石咏之只是笑了笑,问道:“刘总管可还满意?”
刘金两只眼弯得如同月牙儿一般,回味地点点头:“今晚就要处死了,真是可惜。不过,石大人您还是去看一看吧,那孩子象是快没气儿了。”
石咏之挑了挑眉,没有说话,跟着刘金来到关押着拓跋野的房间,看到他赤.裸着身子仰卧在床上,昏迷不醒。
净事房这里,因为是为服侍王上享用的妃嫔清洗身体,所以房里布置得很舒适。石咏之呆呆地看着他精致白瓷一样的身体深陷在团花织锦的床褥里,身上残留着大大小小、形状各异的点点嫣红,无助、脆弱、凄丽。
心底有一种空空落落的感觉,涩涩地开口:“刘总管,我得给他治一下,把他弄醒着了好去领死。”
刘金笑眯眯地点点头:“明白,石大人请自便。”
说完,领着手下,退了出去,关上房门,只留石咏之在房间里。
石咏之慢慢走到床边,仿佛怕惊醒了床上的囚徒,可实际上,他明白眼前这个人已经很难被唤醒。长期的折磨,满身的伤痛,换个人早就没了性命。每天的汤药灌饮,只是用饮鸠止渴的办法,强行榨取他的生命,现在的身体已经到了衰竭的地步,再难支撑下去。早晨,灌进去的汤药,他以为可以支持到现在,不知是受了过多的折磨,还是他的身体状况远不及预期,好在,过了今晚,一切都将结束。
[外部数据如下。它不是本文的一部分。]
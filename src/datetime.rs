//! Date/time utilities for feedgate.
//!
//! Expiry logic reads the current time through [`Clock`] so tests can move
//! time forward instead of sleeping.

use std::sync::{Mutex, PoisonError};

use chrono::{DateTime, Duration, NaiveDateTime, Utc};

/// Source of the current wall-clock time.
pub trait Clock: Send + Sync {
    /// Current time in UTC.
    fn now(&self) -> DateTime<Utc>;
}

/// Clock backed by the system time.
#[derive(Debug, Clone, Copy, Default)]
pub struct SystemClock;

impl Clock for SystemClock {
    fn now(&self) -> DateTime<Utc> {
        Utc::now()
    }
}

/// Manually advanced clock.
#[derive(Debug)]
pub struct ManualClock {
    now: Mutex<DateTime<Utc>>,
}

impl ManualClock {
    /// Create a clock frozen at `start`.
    pub fn new(start: DateTime<Utc>) -> Self {
        Self {
            now: Mutex::new(start),
        }
    }

    /// Move the clock forward.
    pub fn advance(&self, by: Duration) {
        let mut now = self.now.lock().unwrap_or_else(PoisonError::into_inner);
        *now += by;
    }

    /// Set the clock to an absolute time.
    pub fn set(&self, to: DateTime<Utc>) {
        *self.now.lock().unwrap_or_else(PoisonError::into_inner) = to;
    }
}

impl Default for ManualClock {
    fn default() -> Self {
        Self::new(Utc::now())
    }
}

impl Clock for ManualClock {
    fn now(&self) -> DateTime<Utc> {
        *self.now.lock().unwrap_or_else(PoisonError::into_inner)
    }
}

/// Parse a stored timestamp (RFC3339 or SQLite `YYYY-MM-DD HH:MM:SS`).
pub fn parse_datetime(s: &str) -> Option<DateTime<Utc>> {
    if let Ok(dt) = DateTime::parse_from_rfc3339(s) {
        return Some(dt.with_timezone(&Utc));
    }
    NaiveDateTime::parse_from_str(s, "%Y-%m-%d %H:%M:%S")
        .ok()
        .map(|naive| naive.and_utc())
}

/// Format a timestamp the way it is stored (`YYYY-MM-DD HH:MM:SS`, UTC).
///
/// Stored timestamps compare correctly as strings in SQL.
pub fn format_datetime(dt: DateTime<Utc>) -> String {
    dt.format("%Y-%m-%d %H:%M:%S").to_string()
}

/// Convert a std duration into a chrono duration, saturating on overflow.
pub fn chrono_duration(d: std::time::Duration) -> Duration {
    Duration::from_std(d).unwrap_or_else(|_| Duration::days(365 * 100))
}

#[cfg(test)]
mod tests {
    use super::*;
    use chrono::TimeZone;

    #[test]
    fn test_manual_clock_advance() {
        let start = Utc.with_ymd_and_hms(2024, 1, 1, 0, 0, 0).unwrap();
        let clock = ManualClock::new(start);

        assert_eq!(clock.now(), start);
        clock.advance(Duration::days(8));
        assert_eq!(clock.now(), start + Duration::days(8));
    }

    #[test]
    fn test_parse_datetime_rfc3339() {
        let dt = parse_datetime("2024-01-15T10:30:00+00:00").unwrap();
        assert_eq!(dt, Utc.with_ymd_and_hms(2024, 1, 15, 10, 30, 0).unwrap());
    }

    #[test]
    fn test_parse_datetime_sqlite() {
        let dt = parse_datetime("2024-01-15 10:30:00").unwrap();
        assert_eq!(dt, Utc.with_ymd_and_hms(2024, 1, 15, 10, 30, 0).unwrap());
    }

    #[test]
    fn test_parse_datetime_invalid() {
        assert!(parse_datetime("not a date").is_none());
    }

    #[test]
    fn test_format_datetime_roundtrip() {
        let dt = Utc.with_ymd_and_hms(2024, 3, 9, 7, 5, 1).unwrap();
        assert_eq!(format_datetime(dt), "2024-03-09 07:05:01");
        assert_eq!(parse_datetime(&format_datetime(dt)), Some(dt));
    }

    #[test]
    fn test_chrono_duration() {
        assert_eq!(
            chrono_duration(std::time::Duration::from_secs(90)),
            Duration::seconds(90)
        );
    }
}
//! Per-request scope: request id span and request cache.

use axum::{
    async_trait,
    body::Body,
    extract::FromRequestParts,
    http::{request::Parts, Request},
    middleware::Next,
    response::Response,
};
use tracing::Instrument;

use crate::cache::RequestCache;
use crate::web::error::ApiError;

/// Give each request its own [`RequestCache`] and tracing span.
///
/// The cache is dropped with the request.
pub async fn request_scope(mut request: Request<Body>, next: Next) -> Response {
    let request_id = uuid::Uuid::new_v4();
    let span = tracing::info_span!(
        "request",
        %request_id,
        method = %request.method(),
        path = %request.uri().path(),
        user_id = tracing::field::Empty,
    );

    request.extensions_mut().insert(RequestCache::new());
    next.run(request).instrument(span).await
}

/// Extractor for the current request's cache.
#[derive(Clone)]
pub struct RequestScope(pub RequestCache);

#[async_trait]
impl<S> FromRequestParts<S> for RequestScope
where
    S: Send + Sync,
{
    type Rejection = ApiError;

    async fn from_request_parts(parts: &mut Parts, _state: &S) -> Result<Self, Self::Rejection> {
        // Routers built without the middleware still get a cache for this request
        let cache = parts
            .extensions
            .get::<RequestCache>()
            .cloned()
            .unwrap_or_default();
        Ok(RequestScope(cache))
    }
}
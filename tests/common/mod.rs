//! Test helpers for integration tests.
//!
//! Provides a stub feed fetcher, a test application wired like production
//! around an in-memory database, and a login helper.

#![allow(dead_code)]

use std::collections::HashMap;
use std::sync::{Arc, Mutex};
use std::time::Duration;

use async_trait::async_trait;
use axum::http::{HeaderName, HeaderValue};
use axum_extra::extract::cookie::Cookie;
use axum_test::{TestRequest, TestServer};
use serde_json::Value;

use feedgate::feeds::{FetchValidators, FetchedMeta, NewArticle};
use feedgate::refresh::{FetchOutcome, FetchedFeed};
use feedgate::{create_router, AppState, Config, Database, FeedFetcher, FeedgateError, SystemClock};

/// Shared refresh secret used by test configurations.
pub const REFRESH_SECRET: &str = "test-refresh-secret";

/// Canned answer for one feed URL.
#[derive(Debug, Clone)]
pub enum StubResponse {
    /// A document with these articles and validators.
    Feed {
        title: String,
        articles: Vec<NewArticle>,
        validators: FetchValidators,
    },
    /// 304 Not Modified.
    NotModified,
    /// A failed fetch.
    Fail(String),
}

impl StubResponse {
    /// A document with `count` articles whose guids start with `prefix`.
    pub fn articles(prefix: &str, count: usize) -> Self {
        StubResponse::Feed {
            title: format!("{prefix} feed"),
            articles: (0..count)
                .map(|i| NewArticle::new(format!("{prefix}-{i}"), format!("{prefix} article {i}")))
                .collect(),
            validators: FetchValidators::default(),
        }
    }
}

/// [`FeedFetcher`] answering from a table, recording every call.
#[derive(Default)]
pub struct StubFetcher {
    responses: Mutex<HashMap<String, StubResponse>>,
    calls: Mutex<Vec<(String, FetchValidators)>>,
    delay: Mutex<Duration>,
}

impl StubFetcher {
    pub fn new() -> Arc<Self> {
        Arc::new(Self::default())
    }

    /// Set the answer for `url`.
    pub fn respond(&self, url: &str, response: StubResponse) {
        self.responses
            .lock()
            .unwrap()
            .insert(url.to_string(), response);
    }

    /// Delay every fetch by `delay`.
    pub fn set_delay(&self, delay: Duration) {
        *self.delay.lock().unwrap() = delay;
    }

    /// URLs fetched so far, in call order.
    pub fn fetched_urls(&self) -> Vec<String> {
        self.calls
            .lock()
            .unwrap()
            .iter()
            .map(|(url, _)| url.clone())
            .collect()
    }

    /// Validators sent with the most recent fetch of `url`.
    pub fn last_validators(&self, url: &str) -> Option<FetchValidators> {
        self.calls
            .lock()
            .unwrap()
            .iter()
            .rev()
            .find(|(u, _)| u == url)
            .map(|(_, v)| v.clone())
    }

    /// Number of fetches of `url`.
    pub fn fetch_count(&self, url: &str) -> usize {
        self.calls
            .lock()
            .unwrap()
            .iter()
            .filter(|(u, _)| u == url)
            .count()
    }
}

#[async_trait]
impl FeedFetcher for StubFetcher {
    async fn fetch(
        &self,
        url: &str,
        validators: &FetchValidators,
    ) -> feedgate::Result<FetchOutcome> {
        self.calls
            .lock()
            .unwrap()
            .push((url.to_string(), validators.clone()));

        let delay = *self.delay.lock().unwrap();
        if !delay.is_zero() {
            tokio::time::sleep(delay).await;
        }

        let response = self.responses.lock().unwrap().get(url).cloned();
        match response {
            Some(StubResponse::Feed {
                title,
                articles,
                validators,
            }) => Ok(FetchOutcome::Fetched(FetchedFeed {
                meta: FetchedMeta {
                    title: Some(title),
                    site_url: None,
                    validators,
                },
                articles,
            })),
            Some(StubResponse::NotModified) => Ok(FetchOutcome::NotModified),
            Some(StubResponse::Fail(msg)) => Err(FeedgateError::UpstreamFetch(msg)),
            None => Err(FeedgateError::UpstreamFetch("HTTP error: 404".to_string())),
        }
    }
}

/// Configuration for tests: generous limits, no internal refresh loop.
pub fn test_config() -> Config {
    let mut config = Config::default();
    config.csrf.secret = "test-csrf-secret".to_string();
    config.oauth.dev_login = true;
    config.rate_limit.client_requests_per_sec = 1000;
    config.rate_limit.client_burst = 1000;
    config.refresh.enabled = false;
    config.refresh.stagger_window_secs = 0;
    config.refresh.trigger_secret = REFRESH_SECRET.to_string();
    config
}

/// Application under test.
pub struct TestApp {
    pub server: TestServer,
    pub state: Arc<AppState>,
    pub db: Database,
    pub fetcher: Arc<StubFetcher>,
}

impl TestApp {
    /// Create an app with [`test_config`].
    pub async fn new() -> Self {
        Self::with_config(test_config()).await
    }

    /// Create an app with `config`.
    pub async fn with_config(config: Config) -> Self {
        let db = Database::open_in_memory()
            .await
            .expect("Failed to create test database");
        let fetcher = StubFetcher::new();
        let state = Arc::new(
            AppState::build(&config, &db, Arc::new(SystemClock), fetcher.clone())
                .expect("Failed to build app state"),
        );

        let router = create_router(state.clone(), &config.server.cors_origins);
        let server = TestServer::new(router).expect("Failed to create test server");

        Self {
            server,
            state,
            db,
            fetcher,
        }
    }

    /// Log in through the OAuth flow as `username`.
    pub async fn login(&self, username: &str) -> LoggedIn {
        let response = self.server.get("/api/auth/login").await;
        response.assert_status_ok();
        let body: Value = response.json();
        let state = oauth_state_of(body["data"]["authorize_url"].as_str().unwrap());

        let response = self
            .server
            .get("/api/auth/callback")
            .add_query_param("state", &state)
            .add_query_param("code", username)
            .await;
        response.assert_status_ok();

        let cookie = response.cookie(&self.state.cookie.name);
        let body: Value = response.json();

        LoggedIn {
            cookie,
            csrf_token: body["data"]["csrf_token"].as_str().unwrap().to_string(),
            user_id: body["data"]["user"]["id"].as_i64().unwrap(),
        }
    }
}

/// Extract the `state` parameter of an authorize URL.
pub fn oauth_state_of(authorize_url: &str) -> String {
    url::Url::parse(authorize_url)
        .unwrap()
        .query_pairs()
        .find(|(k, _)| k == "state")
        .map(|(_, v)| v.into_owned())
        .expect("authorize URL has no state")
}

/// A logged-in browser.
#[derive(Debug, Clone)]
pub struct LoggedIn {
    pub cookie: Cookie<'static>,
    pub csrf_token: String,
    pub user_id: i64,
}

impl LoggedIn {
    /// Attach the session cookie.
    pub fn session(&self, request: TestRequest) -> TestRequest {
        request.add_cookie(self.cookie.clone())
    }

    /// Attach the session cookie and CSRF token.
    pub fn authed(&self, request: TestRequest) -> TestRequest {
        self.session(request).add_header(
            HeaderName::from_static("x-csrf-token"),
            HeaderValue::from_str(&self.csrf_token).unwrap(),
        )
    }
}

/// Header name of the refresh secret.
pub fn refresh_secret_header() -> HeaderName {
    HeaderName::from_static("x-refresh-secret")
}
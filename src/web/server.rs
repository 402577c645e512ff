//! HTTP server for feedgate.

use std::future::Future;
use std::net::SocketAddr;
use std::sync::Arc;

use tokio::net::TcpListener;

use crate::config::ServerConfig;
use crate::{FeedgateError, Result};

use super::router::create_router;
use super::state::AppState;

/// HTTP server for the API.
pub struct WebServer {
    /// Server address.
    addr: SocketAddr,
    /// Application state.
    app_state: Arc<AppState>,
    /// CORS allowed origins.
    cors_origins: Vec<String>,
}

impl WebServer {
    /// Create a new web server.
    pub fn new(config: &ServerConfig, app_state: Arc<AppState>) -> Result<Self> {
        let addr = format!("{}:{}", config.host, config.port)
            .parse()
            .map_err(|e| {
                FeedgateError::Config(format!(
                    "invalid server address {}:{}: {e}",
                    config.host, config.port
                ))
            })?;

        Ok(Self {
            addr,
            app_state,
            cors_origins: config.cors_origins.clone(),
        })
    }

    /// Get the server address.
    pub fn addr(&self) -> SocketAddr {
        self.addr
    }

    /// Run the server until `shutdown` resolves.
    ///
    /// In-flight requests are drained before this returns.
    pub async fn run<F>(self, shutdown: F) -> Result<()>
    where
        F: Future<Output = ()> + Send + 'static,
    {
        let router = create_router(self.app_state, &self.cors_origins);

        let listener = TcpListener::bind(self.addr).await?;
        let local_addr = listener.local_addr()?;
        tracing::info!("Web server listening on http://{}", local_addr);

        // Peer addresses feed the client rate limiter
        axum::serve(
            listener,
            router.into_make_service_with_connect_info::<SocketAddr>(),
        )
        .with_graceful_shutdown(shutdown)
        .await?;

        tracing::info!("Web server stopped");
        Ok(())
    }
}
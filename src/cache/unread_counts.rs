//! Per-user unread/total article counts.
//!
//! Counts are loaded lazily from the feed store on the first query after a
//! miss, then served for one TTL window. Read toggles patch the cached
//! `unread` in place; structural changes (subscribe, unsubscribe, bulk
//! writes) drop the user's entry so the next read recomputes it.

use std::collections::HashMap;
use std::future::Future;
use std::sync::{Arc, PoisonError, RwLock};

use chrono::{DateTime, Duration, Utc};
use serde::Serialize;
use tracing::{debug, warn};

use crate::config::CountsConfig;
use crate::datetime::Clock;
use crate::Result;

/// Unread and total article counts for one feed.
#[derive(Debug, Clone, Copy, PartialEq, Eq, Serialize)]
pub struct FeedCounts {
    /// Feed the counts belong to.
    pub feed_id: i64,
    /// Articles the user has not read.
    pub unread: i64,
    /// All articles in the feed.
    pub total: i64,
}

impl FeedCounts {
    /// Create counts, clamping `unread` into `0..=total`.
    pub fn new(feed_id: i64, unread: i64, total: i64) -> Self {
        let total = total.max(0);
        Self {
            feed_id,
            unread: unread.clamp(0, total),
            total,
        }
    }
}

/// Counts for every feed a user subscribes to, keyed by feed id.
pub type CountMap = HashMap<i64, FeedCounts>;

#[derive(Debug)]
struct Entry {
    counts: CountMap,
    expires_at: DateTime<Utc>,
}

/// TTL cache of per-user feed counts.
pub struct UnreadCountCache {
    entries: RwLock<HashMap<i64, Entry>>,
    ttl: Duration,
    clock: Arc<dyn Clock>,
}

impl UnreadCountCache {
    /// Create a cache serving entries for `ttl`.
    pub fn new(ttl: Duration, clock: Arc<dyn Clock>) -> Self {
        Self {
            entries: RwLock::new(HashMap::new()),
            ttl,
            clock,
        }
    }

    /// Create a cache from the `[counts]` section.
    pub fn from_config(config: &CountsConfig, clock: Arc<dyn Clock>) -> Result<Self> {
        Ok(Self::new(config.ttl()?, clock))
    }

    /// Cached counts for `user_id`, if present and unexpired.
    pub fn get(&self, user_id: i64) -> Option<CountMap> {
        let now = self.clock.now();
        let entries = self.entries.read().unwrap_or_else(PoisonError::into_inner);
        entries
            .get(&user_id)
            .filter(|entry| now < entry.expires_at)
            .map(|entry| entry.counts.clone())
    }

    /// Cached counts for `user_id` regardless of age.
    pub fn get_last_known(&self, user_id: i64) -> Option<CountMap> {
        let entries = self.entries.read().unwrap_or_else(PoisonError::into_inner);
        entries.get(&user_id).map(|entry| entry.counts.clone())
    }

    /// Store a copy of `counts` with a fresh TTL.
    pub fn set(&self, user_id: i64, counts: &CountMap) {
        let entry = Entry {
            counts: counts.clone(),
            expires_at: self.clock.now() + self.ttl,
        };
        self.entries
            .write()
            .unwrap_or_else(PoisonError::into_inner)
            .insert(user_id, entry);
    }

    /// Apply a read-state transition to the cached `unread` count.
    ///
    /// Only `unread` moves: down by one for unread to read, up by one for
    /// read to unread, kept within `0..=total`. Nothing happens when the
    /// entry is absent or expired. Returns whether the entry was patched.
    pub fn update_count(&self, user_id: i64, feed_id: i64, was_read: bool, now_read: bool) -> bool {
        if was_read == now_read {
            return false;
        }

        let now = self.clock.now();
        let mut entries = self.entries.write().unwrap_or_else(PoisonError::into_inner);

        let Some(entry) = entries.get_mut(&user_id) else {
            return false;
        };
        if now >= entry.expires_at {
            return false;
        }
        let Some(counts) = entry.counts.get_mut(&feed_id) else {
            return false;
        };

        counts.unread = if now_read {
            (counts.unread - 1).max(0)
        } else {
            (counts.unread + 1).min(counts.total)
        };
        true
    }

    /// Drop the entry for `user_id`.
    pub fn invalidate(&self, user_id: i64) {
        self.entries
            .write()
            .unwrap_or_else(PoisonError::into_inner)
            .remove(&user_id);
    }

    /// Drop every entry.
    pub fn invalidate_all(&self) {
        self.entries
            .write()
            .unwrap_or_else(PoisonError::into_inner)
            .clear();
    }

    /// Remove expired entries.
    pub fn sweep(&self) -> usize {
        let now = self.clock.now();
        let mut entries = self.entries.write().unwrap_or_else(PoisonError::into_inner);
        let before = entries.len();
        entries.retain(|_, entry| now < entry.expires_at);
        let removed = before - entries.len();

        if removed > 0 {
            debug!(removed, "Swept unread count cache");
        }
        removed
    }

    /// Number of cached users, expired or not.
    pub fn len(&self) -> usize {
        self.entries
            .read()
            .unwrap_or_else(PoisonError::into_inner)
            .len()
    }

    /// Whether nothing is cached.
    pub fn is_empty(&self) -> bool {
        self.len() == 0
    }

    /// Serve cached counts, or recompute them with `load` on a miss.
    ///
    /// If the recompute fails, the last known counts are served when there
    /// are any; otherwise the error is returned.
    pub async fn get_or_recompute<F, Fut>(&self, user_id: i64, load: F) -> Result<CountMap>
    where
        F: FnOnce() -> Fut,
        Fut: Future<Output = Result<CountMap>>,
    {
        if let Some(counts) = self.get(user_id) {
            return Ok(counts);
        }

        match load().await {
            Ok(counts) => {
                self.set(user_id, &counts);
                Ok(counts)
            }
            Err(e) => match self.get_last_known(user_id) {
                Some(stale) => {
                    warn!(user_id, error = %e, "Count recompute failed, serving last known counts");
                    Ok(stale)
                }
                None => Err(e),
            },
        }
    }
}

impl std::fmt::Debug for UnreadCountCache {
    fn fmt(&self, f: &mut std::fmt::Formatter<'_>) -> std::fmt::Result {
        f.debug_struct("UnreadCountCache")
            .field("ttl", &self.ttl)
            .field("users", &self.len())
            .finish()
    }
}
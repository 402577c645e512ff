//! Feed, subscription and article types.

use chrono::{DateTime, Duration, Utc};
use serde::Serialize;

/// A feed shared by every user subscribed to its URL.
#[derive(Debug, Clone, PartialEq, Eq)]
pub struct Feed {
    /// Feed ID.
    pub id: i64,
    /// Feed URL (unique).
    pub url: String,
    /// Title from the last successful fetch.
    pub title: Option<String>,
    /// Website the feed belongs to.
    pub site_url: Option<String>,
    /// Conditional-fetch validators.
    pub validators: FetchValidators,
    /// Last successful fetch.
    pub last_fetched_at: Option<DateTime<Utc>>,
    /// Last fetch attempt, successful or not.
    pub last_attempt_at: Option<DateTime<Utc>>,
    /// Consecutive failed fetches.
    pub failure_count: i64,
    /// Message of the last failure.
    pub last_error: Option<String>,
}

impl Feed {
    /// Whether the feed is in failure backoff at `now`.
    ///
    /// A feed with at least `threshold` consecutive failures is retried only
    /// once `backoff` has passed since its last attempt.
    pub fn is_backed_off(&self, now: DateTime<Utc>, threshold: i64, backoff: Duration) -> bool {
        if self.failure_count < threshold {
            return false;
        }
        match self.last_attempt_at {
            Some(last) => now < last + backoff,
            None => false,
        }
    }
}

/// HTTP validators remembered between fetches.
#[derive(Debug, Clone, Default, PartialEq, Eq)]
pub struct FetchValidators {
    /// `ETag` of the last 200 response.
    pub etag: Option<String>,
    /// `Last-Modified` of the last 200 response.
    pub last_modified: Option<String>,
}

impl FetchValidators {
    /// Whether no validator is known.
    pub fn is_empty(&self) -> bool {
        self.etag.is_none() && self.last_modified.is_none()
    }
}

/// Metadata written back after a successful fetch.
#[derive(Debug, Clone, Default)]
pub struct FetchedMeta {
    /// Feed title, if the document had one.
    pub title: Option<String>,
    /// Site URL, if the document had one.
    pub site_url: Option<String>,
    /// New validators; `None` fields keep the stored values.
    pub validators: FetchValidators,
}

/// A user's subscription as listed to them.
#[derive(Debug, Clone, PartialEq, Eq, Serialize)]
pub struct Subscription {
    /// Subscribed feed.
    pub feed_id: i64,
    /// Feed URL.
    pub url: String,
    /// Feed title, once known.
    pub title: Option<String>,
    /// Website URL, once known.
    pub site_url: Option<String>,
    /// Last successful fetch.
    pub last_fetched_at: Option<DateTime<Utc>>,
    /// Message of the last failure, if the feed is failing.
    pub last_error: Option<String>,
}

/// An article discovered by a fetch.
#[derive(Debug, Clone, PartialEq, Eq)]
pub struct NewArticle {
    /// Publisher-assigned identifier, unique within its feed.
    pub guid: String,
    /// Article title.
    pub title: String,
    /// Article link.
    pub link: Option<String>,
    /// Plain-text summary.
    pub summary: Option<String>,
    /// Publication time.
    pub published_at: Option<DateTime<Utc>>,
}

impl NewArticle {
    /// Create an article with a guid and title.
    pub fn new(guid: impl Into<String>, title: impl Into<String>) -> Self {
        Self {
            guid: guid.into(),
            title: title.into(),
            link: None,
            summary: None,
            published_at: None,
        }
    }

    /// Set the link.
    pub fn with_link(mut self, link: impl Into<String>) -> Self {
        self.link = Some(link.into());
        self
    }

    /// Set the summary.
    pub fn with_summary(mut self, summary: impl Into<String>) -> Self {
        self.summary = Some(summary.into());
        self
    }

    /// Set the publication time.
    pub fn with_published_at(mut self, published_at: DateTime<Utc>) -> Self {
        self.published_at = Some(published_at);
        self
    }
}

/// An article with the requesting user's state.
#[derive(Debug, Clone, PartialEq, Eq, Serialize)]
pub struct Article {
    /// Article ID.
    pub id: i64,
    /// Owning feed.
    pub feed_id: i64,
    /// Article title.
    pub title: String,
    /// Article link.
    pub link: Option<String>,
    /// Plain-text summary.
    pub summary: Option<String>,
    /// Publication time.
    pub published_at: Option<DateTime<Utc>>,
    /// Whether the user has read it.
    pub is_read: bool,
    /// Whether the user has starred it.
    pub is_starred: bool,
}

/// Outcome of a read-state write.
#[derive(Debug, Clone, Copy, PartialEq, Eq)]
pub struct ReadTransition {
    /// Feed the article belongs to.
    pub feed_id: i64,
    /// Read state before the write.
    pub was_read: bool,
    /// Read state after the write.
    pub now_read: bool,
}
//! User model and store for feedgate.
//!
//! Users are created on first successful login; the identity provider's
//! username is the only profile data kept.

use async_trait::async_trait;
use serde::Serialize;

use super::DbPool;
use crate::{FeedgateError, Result};

/// User entity.
#[derive(Debug, Clone, PartialEq, Eq, Serialize, sqlx::FromRow)]
pub struct User {
    /// Unique user ID.
    pub id: i64,
    /// Login username (unique, case-insensitive).
    pub username: String,
    /// Account creation timestamp.
    pub created_at: String,
}

/// Durable user lookup.
#[async_trait]
pub trait UserStore: Send + Sync {
    /// Get a user by ID.
    async fn get_by_id(&self, id: i64) -> Result<Option<User>>;

    /// Return the user with `username`, creating it if absent.
    async fn find_or_create(&self, username: &str) -> Result<User>;
}

/// SQLite-backed [`UserStore`].
#[derive(Debug, Clone)]
pub struct SqliteUserStore {
    pool: DbPool,
}

impl SqliteUserStore {
    /// Create a store over the given pool.
    pub fn new(pool: DbPool) -> Self {
        Self { pool }
    }

    /// Get a user by username (case-insensitive).
    pub async fn get_by_username(&self, username: &str) -> Result<Option<User>> {
        let user = sqlx::query_as::<_, User>(
            "SELECT id, username, created_at FROM users WHERE username = ? COLLATE NOCASE",
        )
        .bind(username)
        .fetch_optional(&self.pool)
        .await?;

        Ok(user)
    }
}

#[async_trait]
impl UserStore for SqliteUserStore {
    async fn get_by_id(&self, id: i64) -> Result<Option<User>> {
        let user =
            sqlx::query_as::<_, User>("SELECT id, username, created_at FROM users WHERE id = ?")
                .bind(id)
                .fetch_optional(&self.pool)
                .await?;

        Ok(user)
    }

    async fn find_or_create(&self, username: &str) -> Result<User> {
        let username = username.trim();
        if username.is_empty() {
            return Err(FeedgateError::Validation(
                "username must not be empty".to_string(),
            ));
        }

        sqlx::query("INSERT OR IGNORE INTO users (username) VALUES (?)")
            .bind(username)
            .execute(&self.pool)
            .await?;

        self.get_by_username(username)
            .await?
            .ok_or_else(|| FeedgateError::NotFound("user".to_string()))
    }
}

#[cfg(test)]
mod tests {
    use super::*;
    use crate::db::Database;

    async fn setup() -> SqliteUserStore {
        let db = Database::open_in_memory().await.unwrap();
        SqliteUserStore::new(db.pool().clone())
    }

    #[tokio::test]
    async fn test_find_or_create_creates_once() {
        let store = setup().await;

        let first = store.find_or_create("alice").await.unwrap();
        let second = store.find_or_create("alice").await.unwrap();

        assert_eq!(first.id, second.id);
        assert_eq!(first.username, "alice");
    }

    #[tokio::test]
    async fn test_find_or_create_case_insensitive() {
        let store = setup().await;

        let lower = store.find_or_create("bob").await.unwrap();
        let upper = store.find_or_create("BOB").await.unwrap();

        assert_eq!(lower.id, upper.id);
    }

    #[tokio::test]
    async fn test_find_or_create_rejects_empty() {
        let store = setup().await;

        let result = store.find_or_create("   ").await;
        assert!(matches!(result, Err(FeedgateError::Validation(_))));
    }

    #[tokio::test]
    async fn test_get_by_id() {
        let store = setup().await;

        let user = store.find_or_create("carol").await.unwrap();
        let loaded = store.get_by_id(user.id).await.unwrap().unwrap();
        assert_eq!(loaded, user);

        assert!(store.get_by_id(9999).await.unwrap().is_none());
    }
}
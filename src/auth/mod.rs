//! Authentication module for feedgate.
//!
//! This module provides durable sessions and their read-through cache,
//! OAuth login state tracking, CSRF tokens and the identity provider seam.

mod csrf;
mod identity;
mod oauth_state;
mod session;
mod session_cache;

pub use csrf::{is_safe_method, CsrfService, CSRF_HEADER};
pub use identity::{DevIdentityProvider, Identity, IdentityProvider};
pub use oauth_state::OAuthStateTracker;
pub use session::{
    generate_session_id, MemorySessionStore, Session, SessionStore, SqliteSessionStore,
};
pub use session_cache::{AuthSession, SessionCache};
他坐在床边,伸手轻抚那张白玉雕琢一般的脸,冰凉、光滑,真的象在抚摸无知无觉的白玉上一般。他慢慢地凑过去,轻轻叼住那人微微张开的双唇。只这一次,不会有任何人知道,轻轻地拥吻这个绝美又倔强的仇人。
他的身上是玫瑰花腻人的香气,这是楚王最爱的味道,却不适合他。他的气味更象淡淡的青竹,干净,清爽,淡淡地,近乎于无。